_WHAT YOU SHOULD DO_
Output all records exactly.

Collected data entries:
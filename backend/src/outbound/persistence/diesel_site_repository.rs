//! PostgreSQL-backed `SiteRepository` implementation using Diesel ORM.

use async_trait::async_trait;
use diesel::prelude::*;
use diesel::result::Error as DieselError;
use diesel_async::RunQueryDsl;

use crate::domain::ports::{SiteRepository, SiteRepositoryError};
use crate::domain::{Site, SiteCode, SiteId};

use super::diesel_error_mapping;
use super::models::SiteRow;
use super::pool::{DbPool, PoolError};
use super::row_mapping::{site_from_row, site_to_row};
use super::schema::sites;

/// Diesel-backed implementation of the `SiteRepository` port.
#[derive(Clone)]
pub struct DieselSiteRepository {
    pool: DbPool,
}

impl DieselSiteRepository {
    /// Create a new repository with the given connection pool.
    pub fn new(pool: DbPool) -> Self {
        Self { pool }
    }
}

fn map_pool_error(error: PoolError) -> SiteRepositoryError {
    diesel_error_mapping::map_pool_error(error, SiteRepositoryError::connection)
}

fn map_diesel_error(error: DieselError) -> SiteRepositoryError {
    diesel_error_mapping::map_diesel_error(
        error,
        SiteRepositoryError::query,
        SiteRepositoryError::connection,
    )
}

fn row_to_site(row: SiteRow) -> Result<Site, SiteRepositoryError> {
    site_from_row(row).map_err(SiteRepositoryError::query)
}

#[async_trait]
impl SiteRepository for DieselSiteRepository {
    async fn list_sites(&self) -> Result<Vec<Site>, SiteRepositoryError> {
        let mut conn = self.pool.get().await.map_err(map_pool_error)?;
        let rows: Vec<SiteRow> = sites::table
            .order(sites::id.asc())
            .select(SiteRow::as_select())
            .load(&mut conn)
            .await
            .map_err(map_diesel_error)?;
        rows.into_iter().map(row_to_site).collect()
    }

    async fn find_site(&self, id: SiteId) -> Result<Option<Site>, SiteRepositoryError> {
        let mut conn = self.pool.get().await.map_err(map_pool_error)?;
        let row = sites::table
            .find(id.get())
            .select(SiteRow::as_select())
            .first(&mut conn)
            .await
            .optional()
            .map_err(map_diesel_error)?;
        row.map(row_to_site).transpose()
    }

    async fn find_site_by_code(
        &self,
        code: &SiteCode,
    ) -> Result<Option<Site>, SiteRepositoryError> {
        let mut conn = self.pool.get().await.map_err(map_pool_error)?;
        let row = sites::table
            .filter(sites::code.eq(code.as_str()))
            .select(SiteRow::as_select())
            .first(&mut conn)
            .await
            .optional()
            .map_err(map_diesel_error)?;
        row.map(row_to_site).transpose()
    }

    async fn insert_site_if_absent(&self, site: &Site) -> Result<bool, SiteRepositoryError> {
        let mut conn = self.pool.get().await.map_err(map_pool_error)?;
        // No conflict target: a clash on either the id or the code skips the row.
        let inserted = diesel::insert_into(sites::table)
            .values(site_to_row(site))
            .on_conflict_do_nothing()
            .execute(&mut conn)
            .await
            .map_err(map_diesel_error)?;
        Ok(inserted == 1)
    }
}

#[cfg(test)]
mod tests {
    //! Regression coverage for site repository mapping.
    use super::*;
    use rstest::rstest;

    #[rstest]
    fn invalid_stored_code_is_a_query_error() {
        let row = SiteRow {
            id: 100,
            code: "TOO-LONG-CODE".to_owned(),
            name: "Broken".to_owned(),
            min_interval_minutes: 5,
        };
        assert!(matches!(row_to_site(row), Err(SiteRepositoryError::Query { .. })));
    }

    #[rstest]
    fn pool_checkout_failure_is_a_connection_error() {
        let err = map_pool_error(PoolError::checkout("timed out"));
        assert!(err.to_string().contains("timed out"));
        assert!(matches!(err, SiteRepositoryError::Connection { .. }));
    }
}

_SOLUTION TO THIS TASK_
filename backend/src/outbound/persistence/diesel_site_repository.rs
//! PostgreSQL-backed `SiteRepository` implementation using Diesel ORM.

use async_trait::async_trait;
use diesel::prelude::*;
use diesel::result::Error as DieselError;
use diesel_async::RunQueryDsl;

use crate::domain::ports::{SiteRepository, SiteRepositoryError};
use crate::domain::{Site, SiteCode, SiteId};

use super::diesel_error_mapping;
use super::models::SiteRow;
use super::pool::{DbPool, PoolError};
use super::row_mapping::{site_from_row, site_to_row};
use super::schema::sites;

/// Diesel-backed implementation of the `SiteRepository` port.
#[derive(Clone)]
pub struct DieselSiteRepository {
    pool: DbPool,
}

impl DieselSiteRepository {
    /// Create a new repository with the given connection pool.
    pub fn new(pool: DbPool) -> Self {
        Self { pool }
    }
}

fn map_pool_error(error: PoolError) -> SiteRepositoryError {
    diesel_error_mapping::map_pool_error(error, SiteRepositoryError::connection)
}

fn map_diesel_error(error: DieselError) -> SiteRepositoryError {
    diesel_error_mapping::map_diesel_error(
        error,
        SiteRepositoryError::query,
        SiteRepositoryError::connection,
    )
}

fn row_to_site(row: SiteRow) -> Result<Site, SiteRepositoryError> {
    site_from_row(row).map_err(SiteRepositoryError::query)
}

#[async_trait]
impl SiteRepository for DieselSiteRepository {
    async fn list_sites(&self) -> Result<Vec<Site>, SiteRepositoryError> {
        let mut conn = self.pool.get().await.map_err(map_pool_error)?;
        let rows: Vec<SiteRow> = sites::table
            .order(sites::id.asc())
            .select(SiteRow::as_select())
            .load(&mut conn)
            .await
            .map_err(map_diesel_error)?;
        rows.into_iter().map(row_to_site).collect()
    }

    async fn find_site(&self, id: SiteId) -> Result<Option<Site>, SiteRepositoryError> {
        let mut conn = self.pool.get().await.map_err(map_pool_error)?;
        let row = sites::table
            .find(id.get())
            .select(SiteRow::as_select())
            .first(&mut conn)
            .await
            .optional()
            .map_err(map_diesel_error)?;
        row.map(row_to_site).transpose()
    }

    async fn find_site_by_code(
        &self,
        code: &SiteCode,
    ) -> Result<Option<Site>, SiteRepositoryError> {
        let mut conn = self.pool.get().await.map_err(map_pool_error)?;
        let row = sites::table
            .filter(sites::code.eq(code.as_str()))
            .select(SiteRow::as_select())
            .first(&mut conn)
            .await
            .optional()
            .map_err(map_diesel_error)?;
        row.map(row_to_site).transpose()
    }

    async fn insert_site_if_absent(&self, site: &Site) -> Result<bool, SiteRepositoryError> {
        let mut conn = self.pool.get().await.map_err(map_pool_error)?;
        // No conflict target: a clash on either the id or the code skips the row.
        let inserted = diesel::insert_into(sites::table)
            .values(site_to_row(site))
            .on_conflict_do_nothing()
            .execute(&mut conn)
            .await
            .map_err(map_diesel_error)?;
        Ok(inserted == 1)
    }
}

#[cfg(test)]
mod tests {
    //! Regression coverage for site repository mapping.
    use super::*;
    use rstest::rstest;

    #[rstest]
    fn invalid_stored_code_is_a_query_error() {
        let row = SiteRow {
            id: 100,
            code: "TOO-LONG-CODE".to_owned(),
            name: "Broken".to_owned(),
            min_interval_minutes: 5,
        };
        assert!(matches!(row_to_site(row), Err(SiteRepositoryError::Query { .. })));
    }

    #[rstest]
    fn pool_checkout_failure_is_a_connection_error() {
        let err = map_pool_error(PoolError::checkout("timed out"));
        assert!(err.to_string().contains("timed out"));
        assert!(matches!(err, SiteRepositoryError::Connection { .. }));
    }
}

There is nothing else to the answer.